Is for them to say to you, “What do you think it means?” And the worst thing that you can do as a parent, is to answer them. “Well son, it’s a discourse on the insanity of man’s inhumanity to man.” Yeah, no. I try to force my kids to experience the art and to come up with something. I still remember the first time I stood in front of a wall of Warhol’s soup cans… and I remember my dad and an art friend tell me it wasn’t art. That it didn’t say anything at all. But my 12 year old brain was like… well, uh, it definitely does say something. Maybe I didn’t then understand Andy’s views on the mass production of art and the impact of materialism in the modern world. Maybe I didn’t get the deeper meanings that modern art in general was going after. But I did feel something about the number of cans on the wall… the repetitions of the reds. Maybe I did see that maybe copying could be a form of flattery – or maybe not? (Banksy anyone?) But I do know that an opportunity was lost that day. So now, when I stand with my kids in front of a “stupid” painting – I let them stand and struggle with it, maybe they’ll be my teacher that day.

But obviously, Father and Mother didn’t get that particular memo. And as a result they dictated the family’s thoughts and opinions on a wide range of ideas and experiences. And, as a result, when new ideas came in, they were contagions. They polluted the family. And instead of discussing these ideas, wrangling with them… and discussing the family’s perspective in the face of these new ideas, they were affronted by them.

Family’s attempt to insulate. To create a false utopia of safety and stability. This only harms our children. Obviously, everything should happen in its season, or in its time. But to protect them from everything only makes them mentally weak and infirm. So weak as to crack and break at the first contradictory opinion or idea.

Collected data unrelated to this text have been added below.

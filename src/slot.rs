//! Minute and hour time buckets.
//!
//! A [`SlotKey`] is a linear count of whole minutes since the Unix epoch and an
//! [`HourKey`] a linear count of whole hours. Keys are only ever compared and
//! incremented as integers; calendar fields (year, month, day, ...) are derived
//! from them for display and never fed back into arithmetic, so month lengths,
//! leap years and year rollover cannot affect ordering.

use std::fmt;

use chrono::{DateTime, Utc};
use serde::{Deserialize, Serialize};

/// Length of one slot in milliseconds.
pub const SLOT_MS: i64 = 60_000;
/// Length of one hour bucket in milliseconds.
pub const HOUR_MS: i64 = 3_600_000;
/// Number of slots aggregated by an hour bucket.
pub const SLOTS_PER_HOUR: i64 = 60;

/// A minute-granularity time bucket.
#[derive(Debug, Clone, Copy, PartialEq, Eq, PartialOrd, Ord, Hash, Serialize, Deserialize)]
#[serde(transparent)]
pub struct SlotKey(i64);

/// The hour bucket containing exactly 60 consecutive slots.
#[derive(Debug, Clone, Copy, PartialEq, Eq, PartialOrd, Ord, Hash, Serialize, Deserialize)]
#[serde(transparent)]
pub struct HourKey(i64);

/// The slot containing the instant `time_ms` (epoch milliseconds).
pub fn slot_of(time_ms: i64) -> SlotKey {
    SlotKey(time_ms.div_euclid(SLOT_MS))
}

/// The hour bucket a slot belongs to.
pub fn hour_of(slot: SlotKey) -> HourKey {
    HourKey(slot.0.div_euclid(SLOTS_PER_HOUR))
}

/// The slot immediately after `slot`.
pub fn next_slot(slot: SlotKey) -> SlotKey {
    SlotKey(slot.0.saturating_add(1))
}

/// Epoch milliseconds at which `slot` begins.
pub fn slot_start_time(slot: SlotKey) -> i64 {
    slot.0.saturating_mul(SLOT_MS)
}

impl SlotKey {
    pub const fn from_epoch_minutes(minutes: i64) -> Self {
        Self(minutes)
    }

    pub const fn epoch_minutes(self) -> i64 {
        self.0
    }

    pub fn hour(self) -> HourKey {
        hour_of(self)
    }

    pub fn next(self) -> Self {
        next_slot(self)
    }

    /// The slot `minutes` after this one (negative values move backwards).
    pub fn offset(self, minutes: i64) -> Self {
        Self(self.0.saturating_add(minutes))
    }

    pub fn start_ms(self) -> i64 {
        slot_start_time(self)
    }

    /// Exclusive end of the slot, i.e. the start of the next one.
    pub fn end_ms(self) -> i64 {
        slot_start_time(self.next())
    }

    /// UTC `YYYYMMDDHHmm` rendering, for logs only.
    pub fn calendar_label(self) -> String {
        calendar_label(self.start_ms(), "%Y%m%d%H%M", self.0)
    }
}

impl HourKey {
    pub const fn from_epoch_hours(hours: i64) -> Self {
        Self(hours)
    }

    pub const fn epoch_hours(self) -> i64 {
        self.0
    }

    pub fn next(self) -> Self {
        Self(self.0.saturating_add(1))
    }

    pub fn first_slot(self) -> SlotKey {
        SlotKey(self.0.saturating_mul(SLOTS_PER_HOUR))
    }

    pub fn start_ms(self) -> i64 {
        self.0.saturating_mul(HOUR_MS)
    }

    pub fn end_ms(self) -> i64 {
        self.next().start_ms()
    }

    /// UTC `YYYYMMDDHH` rendering, for logs only.
    pub fn calendar_label(self) -> String {
        calendar_label(self.start_ms(), "%Y%m%d%H", self.0)
    }
}

fn calendar_label(start_ms: i64, format: &str, raw: i64) -> String {
    match DateTime::<Utc>::from_timestamp_millis(start_ms) {
        Some(dt) => dt.format(format).to_string(),
        None => raw.to_string(),
    }
}

impl fmt::Display for SlotKey {
    fn fmt(&self, f: &mut fmt::Formatter<'_>) -> fmt::Result {
        write!(f, "{} (m{})", self.calendar_label(), self.0)
    }
}

impl fmt::Display for HourKey {
    fn fmt(&self, f: &mut fmt::Formatter<'_>) -> fmt::Result {
        write!(f, "{} (h{})", self.calendar_label(), self.0)
    }
}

The literal ending of the film is dynamically open ended. Does she get out of the trunk the moment her father goes into work? Maybe. Does she flee her family and never see them again? Maybe. Does she stay in the trunk and eventually die? I don’t know. Maybe. Does she return to the family and apologize for her rebellion? Maybe. But the open endedness, which, is so hated by American audiences, is a real asset here. We consider not the specific details, but rather the larger metaphor and idea that we’ve been presented with. What am I doing inside my own family? What will my children think and do differently when they leave? What will become an affront to them? What will be appreciated? Hrmm. Good questions. And all require self examination that is critical in nature. And that in turn requires honesty with ones self. And self-honesty is really the toughest thing in the world to do. (And if you just snapped to – oh no, I’m totally honest with myself… you are the biggest and most delusional of us all.)

Personally, I did not like this movie. But I hated The Lobster and The Killing of a Sacred Deer at first either. (Loved The Favourite immediately). I’m sure this one will grow on me as you guys start commenting, and letting me know that I totally missed the entire point of the film! hahaha. Seriously, what did you guys think of it?